We’re doing the MAP tests on Thursday and Friday morning. This test addresses academic growth. It seemed as good a time as any to address this idea of which is more important, growth or proficiency? It’s a false choice, really, everyone wants both. But if you had to pick one, which would you pick?

Brief summary of the conversation points.

DD: Everybody can’t reach proficient.

TC: Sometimes it’s not good enough for society’s standards. A school or a job might say “if you can’t show proficiency what makes you good enough to be in our place?”

KM: Growth shows that you’re putting in your work, even if it’s not proficient.

VG: It’s more meaningful to show growth.

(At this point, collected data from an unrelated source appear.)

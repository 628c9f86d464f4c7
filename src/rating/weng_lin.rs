//! Weng-Lin (OpenSkill) rating model implementation
//!
//! This module provides a concrete implementation of the rating model
//! using the Weng-Lin algorithm from the skillratings crate. Each team is
//! modeled as a (mu, sigma) pair; sigma only ever shrinks, down to the
//! positive floor set by the uncertainty tolerance.

use crate::config::WengLinSettings;
use crate::error::Result;
use crate::rating::model::{check_finite, to_outcome, RatingModel};
use crate::types::{Algorithm, MatchDecision, TeamRating};
use skillratings::weng_lin::{expected_score, weng_lin, WengLinRating};

/// Weng-Lin rating model
#[derive(Debug)]
pub struct WengLinModel {
    settings: WengLinSettings,
}

impl WengLinModel {
    /// Create a new Weng-Lin model
    pub fn new(settings: WengLinSettings) -> Result<Self> {
        settings.validate()?;

        Ok(Self { settings })
    }
}

impl RatingModel for WengLinModel {
    fn algorithm(&self) -> Algorithm {
        Algorithm::OpenSkill
    }

    fn initial_rating(&self) -> TeamRating {
        TeamRating {
            rating: self.settings.initial_rating,
            uncertainty: self.settings.initial_uncertainty,
        }
    }

    fn rate(
        &self,
        home: &TeamRating,
        away: &TeamRating,
        decision: MatchDecision,
    ) -> Result<(TeamRating, TeamRating)> {
        check_finite(home, away)?;

        let home_rating: WengLinRating = (*home).into();
        let away_rating: WengLinRating = (*away).into();

        let (new_home, new_away) = weng_lin(
            &home_rating,
            &away_rating,
            &to_outcome(decision),
            &self.settings.model_config(),
        );

        Ok((new_home.into(), new_away.into()))
    }

    fn expected_score(&self, home: &TeamRating, away: &TeamRating) -> f64 {
        let home_rating: WengLinRating = (*home).into();
        let away_rating: WengLinRating = (*away).into();

        let (exp_home, _exp_away) =
            expected_score(&home_rating, &away_rating, &self.settings.model_config());
        exp_home
    }

    fn config(&self) -> serde_json::Value {
        serde_json::to_value(&self.settings).unwrap_or(serde_json::Value::Null)
    }

    fn update_config(&mut self, config: serde_json::Value) -> Result<()> {
        let settings: WengLinSettings = serde_json::from_value(config).map_err(|e| {
            crate::error::RatingError::ConfigurationError {
                message: format!("Invalid Weng-Lin configuration: {}", e),
            }
        })?;

        settings.validate()?;
        self.settings = settings;
        Ok(())
    }
}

Proficiency is important depending on who is looking at you.

DW: The real world doesn’t really care about how much you grow.

MH: Once you reach a certain level, it has to be about proficiency. Growth is always happening but proficiency feels stagnant.

CB: Even if you don’t succeed (reach proficiency), you’re doing better than you did before.

DW: You can’t be okay with failing.

IK: If you show effort, that’s still something.

SH: If you have growth, you’ll eventually get to proficient.


I’ll answer this differently depending on the day, but this morning I was feeling proficiency. Yeah, I want you to grow, but I want you to have achieved something, not just have gotten better. Tomorrow I’ll feel differently.


Tomorrow we’ll talk about growth vs. proficiency as an athlete, a mechanic, a designer, a human being. Does this argument shift depending on the context? In other words, I don’t want a plumber who’s growing into their practice, I want the pipe not to leak. We’re also going to look at how the current Secretary of Ed handled this question…

Throwaway comment

You sit in classrooms and carefully listen and there’s all manner of comments made by students. When you had an observer, particularly early in your career, you’d learn that you had to stay true to whatever culture you’d built, as the kids would ruthlessly call you out.

“And for homework…”

“Homework? We never have homework!”

But on Friday, we were having a conversation, and as I was facilitating the same old “why are we doing this” discussion, I heard a young man say, mostly under his breath:

“Can’t just do a project for no reason.”

Something is working, I think, if we’ve managed to establish that all project work has a purpose, a clear intention, a reason for doing it beyond a grade.